The third installment in Nas' series finds him at his most creative and confident in decades

kings disease iii review
Nas, photo by Quinn Tucker

    Let’s start with the most obvious thing for hip-hop fans or casual observers: Nas dropping his fourth album in two years is pure insanity. This is the guy who famously dropped “four albums in 10 years” during the ’90s, six albums (including a double LP) during the 21st century’s first ten years, and only showed up twice during the 2010s. But those two times made sense. He seemed more focused on taking well-deserved career victory laps, making lucrative investments, and watching his kids go from one phase to the next in their own lives. Was there anything left for Nas to do?

    Then he met Hit-Boy, and everything changed.

    2020’s King’s Disease triumphantly announced their partnership with soul samples, jazz loops, and even a family reunion with The Firm. 2021’s King’s Disease II improved the formula and proved the first time was no fluke. Magic illustrated how prolific their pairing truly was. As of Friday, November 11th, we’ve got Disease III, their most focused and confident collaboration. King’s Disease III is Michael Jordan shooting a free throw with his eyes closed, just because. At this point, there aren’t any more challenges left for the legendary MC and his producing partner-in-crime.

    This is Nas’ best rapping performance in quite some time, which is saying something considering the last two years. Nas experiments with flows, rhythms, and cadences with a confidence not seen from him since the last Chicago Bulls three-peat.
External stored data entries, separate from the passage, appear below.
use async_trait::async_trait;
use color_eyre::{eyre::eyre, Result};
use reqwest::{RequestBuilder, Response};
use tracing::{info, warn};
use url::Url;

use super::api_types::{ApiCredentials, ApiError, ApiTask, ApiTokenResponse};
use super::session::{Session, SessionStore};
use crate::tasks::{Task, TaskRepository};

/// Client for the hosted auth service and its `tasks` table.
#[derive(Clone)]
pub struct BackendClient {
  client: reqwest::Client,
  base: Url,
  api_key: String,
  sessions: SessionStore,
}

/// Reject blank credentials before contacting the backend.
pub fn validate_credentials(email: &str, password: &str) -> Result<()> {
  if email.trim().is_empty() || password.is_empty() {
    return Err(eyre!("Please provide both email and password."));
  }
  Ok(())
}

impl BackendClient {
  pub fn new(base: Url, api_key: String, sessions: SessionStore) -> Self {
    Self {
      client: reqwest::Client::new(),
      base,
      api_key,
      sessions,
    }
  }

  fn endpoint(&self, path: &str) -> Result<Url> {
    self
      .base
      .join(path)
      .map_err(|e| eyre!("Invalid backend endpoint {}: {}", path, e))
  }

  /// URL of the `tasks` table filtered to one user, optionally to one task.
  fn tasks_url(&self, user_id: &str, task_id: Option<i64>) -> Result<Url> {
    let mut url = self.endpoint("rest/v1/tasks")?;
    {
      let mut query = url.query_pairs_mut();
      if let Some(id) = task_id {
        query.append_pair("id", &format!("eq.{}", id));
      }
      query.append_pair("user_id", &format!("eq.{}", user_id));
    }
    Ok(url)
  }

  fn authorized(&self, builder: RequestBuilder, session: Option<&Session>) -> RequestBuilder {
    let token = session.map_or(self.api_key.as_str(), |s| s.access_token.as_str());
    builder.header("apikey", &self.api_key).bearer_auth(token)
  }

  /// Turn a non-success response into an error carrying the backend's message.
  async fn check(response: Response, action: &str) -> Result<Response> {
    if response.status().is_success() {
      return Ok(response);
    }

    let status = response.status();
    let body: ApiError = response.json().await.unwrap_or_default();
    let message = body
      .message()
      .map(String::from)
      .unwrap_or_else(|| status.to_string());
    Err(eyre!("{} failed: {}", action, message))
  }

  pub async fn sign_up(&self, email: &str, password: &str) -> Result<()> {
    validate_credentials(email, password)?;

    let response = self
      .authorized(self.client.post(self.endpoint("auth/v1/signup")?), None)
      .json(&ApiCredentials { email, password })
      .send()
      .await
      .map_err(|e| eyre!("Signup failed: {}", e))?;
    Self::check(response, "Signup").await?;

    info!(email, "signed up");
    Ok(())
  }

  pub async fn sign_in(&self, email: &str, password: &str) -> Result<Session> {
    validate_credentials(email, password)?;

    let mut url = self.endpoint("auth/v1/token")?;
    url.query_pairs_mut().append_pair("grant_type", "password");

    let response = self
      .authorized(self.client.post(url), None)
      .json(&ApiCredentials { email, password })
      .send()
      .await
      .map_err(|e| eyre!("Login failed: {}", e))?;
    let token: ApiTokenResponse = Self::check(response, "Login")
      .await?
      .json()
      .await
      .map_err(|e| eyre!("Login failed: unexpected response: {}", e))?;

    let session = token.into_session();
    self.sessions.save(&session)?;
    info!(user = %session.user.id, "signed in");
    Ok(session)
  }

  /// Revoke the session remotely when possible; the local copy is always dropped.
  pub async fn sign_out(&self) -> Result<()> {
    if let Some(session) = self.sessions.load()? {
      let result = match self.endpoint("auth/v1/logout") {
        Ok(url) => self
          .authorized(self.client.post(url), Some(&session))
          .send()
          .await
          .map_err(|e| eyre!("Logout failed: {}", e)),
        Err(e) => Err(e),
      };
      match result {
        Ok(response) => {
          if let Err(e) = Self::check(response, "Logout").await {
            warn!(error = %e, "remote sign out rejected");
          }
        }
        Err(e) => warn!(error = %e, "remote sign out failed"),
      }
    }

    self.sessions.clear()
  }

  pub fn current_session(&self) -> Result<Option<Session>> {
    self.sessions.load()
  }

  fn require_session(&self) -> Result<Session> {
    self
      .current_session()?
      .ok_or_else(|| eyre!("Not signed in. Run `taskcache auth signin` first."))
  }

  pub async fn select_tasks(&self) -> Result<Vec<Task>> {
    let session = self.require_session()?;
    let mut url = self.tasks_url(&session.user.id, None)?;
    url
      .query_pairs_mut()
      .append_pair("select", "*")
      .append_pair("order", "id.asc");

    let response = self
      .authorized(self.client.get(url), Some(&session))
      .send()
      .await
      .map_err(|e| eyre!("Error getting tasks: {}", e))?;
    let rows: Vec<ApiTask> = Self::check(response, "Getting tasks")
      .await?
      .json()
      .await
      .map_err(|e| eyre!("Error getting tasks: {}", e))?;

    Ok(rows.into_iter().map(Task::from).collect())
  }

  pub async fn insert_task(&self, task: &Task) -> Result<i64> {
    let session = self.require_session()?;
    let response = self
      .authorized(self.client.post(self.endpoint("rest/v1/tasks")?), Some(&session))
      .header("Prefer", "return=minimal")
      .json(&ApiTask::from_task(task, &session.user.id))
      .send()
      .await
      .map_err(|e| eyre!("Error adding task: {}", e))?;
    Self::check(response, "Adding task").await?;
    Ok(task.id)
  }

  pub async fn update_task(&self, task: &Task) -> Result<i64> {
    let session = self.require_session()?;
    let url = self.tasks_url(&session.user.id, Some(task.id))?;
    let response = self
      .authorized(self.client.patch(url), Some(&session))
      .header("Prefer", "return=minimal")
      .json(&ApiTask::from_task(task, &session.user.id))
      .send()
      .await
      .map_err(|e| eyre!("Error updating task: {}", e))?;
    Self::check(response, "Updating task").await?;
    Ok(task.id)
  }

  pub async fn delete_task(&self, id: i64) -> Result<()> {
    let session = self.require_session()?;
    let url = self.tasks_url(&session.user.id, Some(id))?;
    let response = self
      .authorized(self.client.delete(url), Some(&session))
      .send()
      .await
      .map_err(|e| eyre!("Error deleting task: {}", e))?;
    Self::check(response, "Deleting task").await?;
    Ok(())
  }
}

#[async_trait]
impl TaskRepository for BackendClient {
  async fn list(&self) -> Result<Vec<Task>> {
    self.select_tasks().await
  }

  async fn add(&self, task: &Task) -> Result<i64> {
    self.insert_task(task).await
  }

  async fn update(&self, task: &Task) -> Result<i64> {
    self.update_task(task).await
  }

  async fn delete(&self, id: i64) -> Result<()> {
    self.delete_task(id).await
  }
}
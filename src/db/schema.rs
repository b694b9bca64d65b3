/// Schema for named response caches and worker version slots.
pub const CACHE_SCHEMA: &str = r#"
-- One row per named cache (a deployed worker version)
CREATE TABLE IF NOT EXISTS caches (
    name TEXT PRIMARY KEY,
    created_seq INTEGER NOT NULL,
    created_at TEXT NOT NULL DEFAULT (datetime('now'))
);

-- Stored responses, keyed by request identity hash
CREATE TABLE IF NOT EXISTS cache_entries (
    cache_name TEXT NOT NULL,
    request_hash TEXT NOT NULL,
    method TEXT NOT NULL,
    url TEXT NOT NULL,
    status INTEGER NOT NULL,
    headers TEXT NOT NULL,
    body BLOB NOT NULL,
    cached_at TEXT NOT NULL DEFAULT (datetime('now')),
    PRIMARY KEY (cache_name, request_hash),
    FOREIGN KEY (cache_name) REFERENCES caches(name) ON DELETE CASCADE
);

CREATE INDEX IF NOT EXISTS idx_cache_entries_name ON cache_entries(cache_name);

-- Which version is active and which is waiting to activate
CREATE TABLE IF NOT EXISTS worker_slots (
    slot TEXT PRIMARY KEY,
    version TEXT NOT NULL
);
"#;

/// Schema for the local task store.
pub const TASK_SCHEMA: &str = r#"
CREATE TABLE IF NOT EXISTS tasks (
    id INTEGER PRIMARY KEY,
    title TEXT NOT NULL,
    status TEXT NOT NULL,
    position INTEGER NOT NULL
);

CREATE INDEX IF NOT EXISTS idx_tasks_position ON tasks(position);
"#;
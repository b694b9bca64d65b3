use color_eyre::{eyre::eyre, Result};
use std::path::Path;
use tracing_appender::non_blocking::WorkerGuard;
use tracing_subscriber::{layer::SubscriberExt, util::SubscriberInitExt, EnvFilter};

/// Send tracing output to `<data_dir>/taskcache.log`.
///
/// Stdout is reserved for command output. The returned guard flushes the
/// writer when dropped, so keep it alive for the whole run.
pub fn init(data_dir: &Path) -> Result<WorkerGuard> {
  std::fs::create_dir_all(data_dir)
    .map_err(|e| eyre!("Failed to create log directory {}: {}", data_dir.display(), e))?;

  let appender = tracing_appender::rolling::never(data_dir, "taskcache.log");
  let (writer, guard) = tracing_appender::non_blocking(appender);

  // Use RUST_LOG environment variable, default to info level
  let filter = EnvFilter::try_from_default_env().unwrap_or_else(|_| EnvFilter::new("info"));

  tracing_subscriber::registry()
    .with(filter)
    .with(
      tracing_subscriber::fmt::layer()
        .with_writer(writer)
        .with_ansi(false)
        .with_target(false),
    )
    .try_init()
    .map_err(|e| eyre!("Failed to initialize logging: {}", e))?;

  Ok(guard)
}
use chrono::{DateTime, Utc};
use color_eyre::{eyre::eyre, Result};
use serde::{Deserialize, Serialize};
use std::path::{Path, PathBuf};
use tracing::debug;

#[derive(Debug, Clone, PartialEq, Eq, Serialize, Deserialize)]
pub struct User {
  pub id: String,
  pub email: Option<String>,
}

/// Signed-in session against the hosted backend
#[derive(Debug, Clone, PartialEq, Eq, Serialize, Deserialize)]
pub struct Session {
  pub access_token: String,
  pub refresh_token: String,
  pub expires_at: DateTime<Utc>,
  pub user: User,
}

impl Session {
  pub fn is_expired(&self) -> bool {
    Utc::now() >= self.expires_at
  }
}

/// Persists the current session as JSON on disk.
#[derive(Debug, Clone)]
pub struct SessionStore {
  path: PathBuf,
}

impl SessionStore {
  /// Store at `<data_dir>/session.json`.
  pub fn new(data_dir: &Path) -> Self {
    Self {
      path: data_dir.join("session.json"),
    }
  }

  /// The saved session, or None if absent or expired.
  pub fn load(&self) -> Result<Option<Session>> {
    if !self.path.exists() {
      return Ok(None);
    }

    let contents = std::fs::read_to_string(&self.path)
      .map_err(|e| eyre!("Failed to read session {}: {}", self.path.display(), e))?;
    let session: Session = serde_json::from_str(&contents)
      .map_err(|e| eyre!("Failed to parse session {}: {}", self.path.display(), e))?;

    if session.is_expired() {
      debug!("stored session expired");
      return Ok(None);
    }
    Ok(Some(session))
  }

  pub fn save(&self, session: &Session) -> Result<()> {
    if let Some(parent) = self.path.parent() {
      std::fs::create_dir_all(parent)
        .map_err(|e| eyre!("Failed to create session directory: {}", e))?;
    }

    let contents = serde_json::to_string_pretty(session)
      .map_err(|e| eyre!("Failed to serialize session: {}", e))?;
    std::fs::write(&self.path, contents)
      .map_err(|e| eyre!("Failed to write session {}: {}", self.path.display(), e))
  }

  pub fn clear(&self) -> Result<()> {
    match std::fs::remove_file(&self.path) {
      Ok(()) => Ok(()),
      Err(e) if e.kind() == std::io::ErrorKind::NotFound => Ok(()),
      Err(e) => Err(eyre!("Failed to remove session {}: {}", self.path.display(), e)),
    }
  }
}
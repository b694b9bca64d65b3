//! Core traits and types for the response cache.

use chrono::{DateTime, Utc};
use color_eyre::Result;
use serde::{Deserialize, Serialize};
use sha2::{Digest, Sha256};

/// Identity of a cached request: method plus absolute URL.
#[derive(Debug, Clone, PartialEq, Eq, Hash)]
pub struct RequestKey {
  pub method: String,
  pub url: String,
}

impl RequestKey {
  pub fn new(method: impl Into<String>, url: impl Into<String>) -> Self {
    Self {
      method: method.into().to_uppercase(),
      url: url.into(),
    }
  }

  #[cfg(test)]
  pub fn get(url: impl Into<String>) -> Self {
    Self::new("GET", url)
  }

  /// Stable, fixed-length storage key for this request.
  pub fn cache_hash(&self) -> String {
    let mut hasher = Sha256::new();
    hasher.update(self.method.as_bytes());
    hasher.update(b" ");
    hasher.update(self.url.as_bytes());
    hex::encode(hasher.finalize())
  }
}

impl std::fmt::Display for RequestKey {
  fn fmt(&self, f: &mut std::fmt::Formatter<'_>) -> std::fmt::Result {
    write!(f, "{} {}", self.method, self.url)
  }
}

/// A response as stored and replayed verbatim.
///
/// Header values are kept as raw bytes since HTTP allows values that are
/// not valid UTF-8.
#[derive(Debug, Clone, PartialEq, Eq, Serialize, Deserialize)]
pub struct StoredResponse {
  pub status: u16,
  pub headers: Vec<(String, Vec<u8>)>,
  pub body: Vec<u8>,
}

impl StoredResponse {
  #[cfg(test)]
  pub fn new(status: u16, body: impl Into<Vec<u8>>) -> Self {
    Self {
      status,
      headers: Vec::new(),
      body: body.into(),
    }
  }

  #[cfg(test)]
  pub fn with_header(mut self, name: impl Into<String>, value: impl Into<Vec<u8>>) -> Self {
    self.headers.push((name.into(), value.into()));
    self
  }

  /// Status in the 200-299 range.
  pub fn is_success(&self) -> bool {
    (200..300).contains(&self.status)
  }

  /// Look up a header value, case-insensitively. Values that are not UTF-8
  /// are skipped.
  pub fn header(&self, name: &str) -> Option<&str> {
    self
      .headers
      .iter()
      .find(|(k, _)| k.eq_ignore_ascii_case(name))
      .and_then(|(_, v)| std::str::from_utf8(v).ok())
  }
}

/// A response read back from a named cache.
#[derive(Debug, Clone)]
pub struct CachedResponse {
  pub response: StoredResponse,
  /// When the entry was last written
  pub cached_at: DateTime<Utc>,
}

/// Worker version bookkeeping slots.
#[derive(Debug, Clone, Copy, PartialEq, Eq)]
pub enum WorkerSlot {
  /// Installed, waiting to take control
  Waiting,
  /// Currently controlling and serving requests
  Active,
}

impl WorkerSlot {
  pub fn as_str(&self) -> &'static str {
    match self {
      WorkerSlot::Waiting => "waiting",
      WorkerSlot::Active => "active",
    }
  }
}

/// Indicates where an intercepted response came from.
#[derive(Debug, Clone, Copy, PartialEq, Eq)]
pub enum CacheSource {
  /// Fresh response from the network (cache miss)
  Network,
  /// Cached response, a background refresh is in flight
  Cache,
  /// Non-GET request forwarded without touching the cache
  Passthrough,
}

/// Trait for named-cache storage backends.
///
/// Individual operations are atomic per key; callers get last-writer-wins
/// semantics for concurrent writes to the same request.
pub trait CacheStorage: Send + Sync {
  /// Create the named cache if it does not exist.
  fn open(&self, cache_name: &str) -> Result<()>;

  /// Whether a named cache exists.
  fn has(&self, cache_name: &str) -> Result<bool>;

  /// Names of all caches, oldest first.
  fn keys(&self) -> Result<Vec<String>>;

  /// Delete a named cache with all its entries. Returns false if it did not exist.
  fn delete(&self, cache_name: &str) -> Result<bool>;

  /// Look up a stored response.
  fn match_request(&self, cache_name: &str, key: &RequestKey) -> Result<Option<CachedResponse>>;

  /// Store a response, replacing any previous entry. Does nothing when the
  /// cache does not exist; only `open` and `put_all` create caches.
  fn put(&self, cache_name: &str, key: &RequestKey, response: &StoredResponse) -> Result<()>;

  /// Store several responses in one step; either all are stored or none.
  fn put_all(&self, cache_name: &str, entries: &[(RequestKey, StoredResponse)]) -> Result<()>;

  /// Request keys stored in a cache.
  fn requests(&self, cache_name: &str) -> Result<Vec<RequestKey>>;

  /// Read a worker version slot.
  fn slot(&self, slot: WorkerSlot) -> Result<Option<String>>;

  /// Set or clear a worker version slot.
  fn set_slot(&self, slot: WorkerSlot, version: Option<&str>) -> Result<()>;
}
mod backend;
mod cache;
mod commands;
mod config;
mod db;
mod logging;
mod tasks;
mod worker;

use clap::{Parser, Subcommand};
use color_eyre::Result;
use std::path::PathBuf;

#[derive(Parser, Debug)]
#[command(name = "taskcache")]
#[command(about = "Offline-capable task list with a stale-while-revalidate cache proxy")]
#[command(version)]
struct Args {
  /// Path to config file (default: $XDG_CONFIG_HOME/taskcache/config.yaml)
  #[arg(short, long)]
  config: Option<PathBuf>,

  #[command(subcommand)]
  command: Command,
}

#[derive(Subcommand, Debug)]
pub enum Command {
  /// Install the configured worker version by precaching its manifest
  Install,
  /// Activate the installed version and delete every other cache
  Activate,
  /// Install and activate in one step
  Update,
  /// Request a path through the active worker
  Fetch {
    /// Path relative to the origin
    path: String,
    /// HTTP method
    #[arg(short = 'X', long, default_value = "GET")]
    method: String,
    /// Extra request header, as "Name: value"
    #[arg(short = 'H', long = "header")]
    headers: Vec<String>,
    /// Request body
    #[arg(short, long)]
    data: Option<String>,
    /// Write the body to a file instead of stdout
    #[arg(short, long)]
    output: Option<PathBuf>,
  },
  /// List named caches and their entries
  Caches,
  /// Manage tasks
  Tasks {
    /// Use the hosted backend instead of the local store
    #[arg(long)]
    remote: bool,
    #[command(subcommand)]
    action: TaskAction,
  },
  /// Sign in to or out of the hosted backend
  Auth {
    #[command(subcommand)]
    action: AuthAction,
  },
}

#[derive(Subcommand, Debug)]
pub enum TaskAction {
  List,
  Add { title: String },
  /// Mark a task as complete
  Done { id: i64 },
  /// Mark a task as incomplete again
  Undo { id: i64 },
  Edit { id: i64, title: String },
  Delete { id: i64 },
  /// Set the order of incomplete tasks
  Reorder { ids: Vec<i64> },
}

#[derive(Subcommand, Debug)]
pub enum AuthAction {
  Signup {
    email: String,
    #[arg(long, env = "TASKCACHE_PASSWORD", hide_env_values = true)]
    password: String,
  },
  Signin {
    email: String,
    #[arg(long, env = "TASKCACHE_PASSWORD", hide_env_values = true)]
    password: String,
  },
  Signout,
  /// Show the current session
  Session,
}

#[tokio::main]
async fn main() -> Result<()> {
  color_eyre::install()?;

  let args = Args::parse();

  // Load configuration
  let config = config::Config::load(args.config.as_deref())?;
  let data_dir = config.data_dir()?;
  let _log_guard = logging::init(&data_dir)?;

  commands::run(&config, &data_dir, args.command).await
}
Whether it’s the second verse on “Ghetto Reporter,” the relaxed double-time flow on “30,” switching speeds on “I’m on Fire,” or combining rhythms on multiple songs whenever Hit Boy switches up the beat halfway through, Nas is on one.


    His flow never lacked, but he rarely colored outside the lines prescribed by fans, critics, or producers. He no longer sounds like an MC carrying the weight of an entire project on his shoulders because, inevitably, some of the production might let him down. Hit Boy’s presence gives Nas the confidence to let loose regarding flow and subject matter.

    “Thun” reveals he and JAY-Z occasionally joke about their beef (“No beef or rivals, they playing ‘Ether’ on TIDAL/ Brothers can do anything when they decide to/ In a Range Rover, dissecting bars from ‘Takeover’/ Sometimes I text Hova like, ‘N***a, this ain’t over,’ laughing,”). He tackles critics who call him hypocritical for making songs like this and “I Can”: “Speaking unity for years but face scrutiny/ He weird, one day Esco be rapping ’bout shootin’ me/ Next day he say, ‘And I can,’ be been confusin’ me/ Don’t wet that, I advise you to mind, I don’t just rap.”

    And then there’s “Beef,” a song where Esco raps from the perspective of the ever-encompassing drama that puts friend against friend, block against block, or country against country. While not quite the level of “I Gave You Power” — a very high bar — the song acts as a semi-sequel. “I Gave You Power” examines guns as a symptom, while “Beef” explores the sickness. The joint comes off corny or preachy in the wrong hands. But Nas’ career experience combined with Hit Boy’s smooth beat creates an entertaining and thoughtful listen.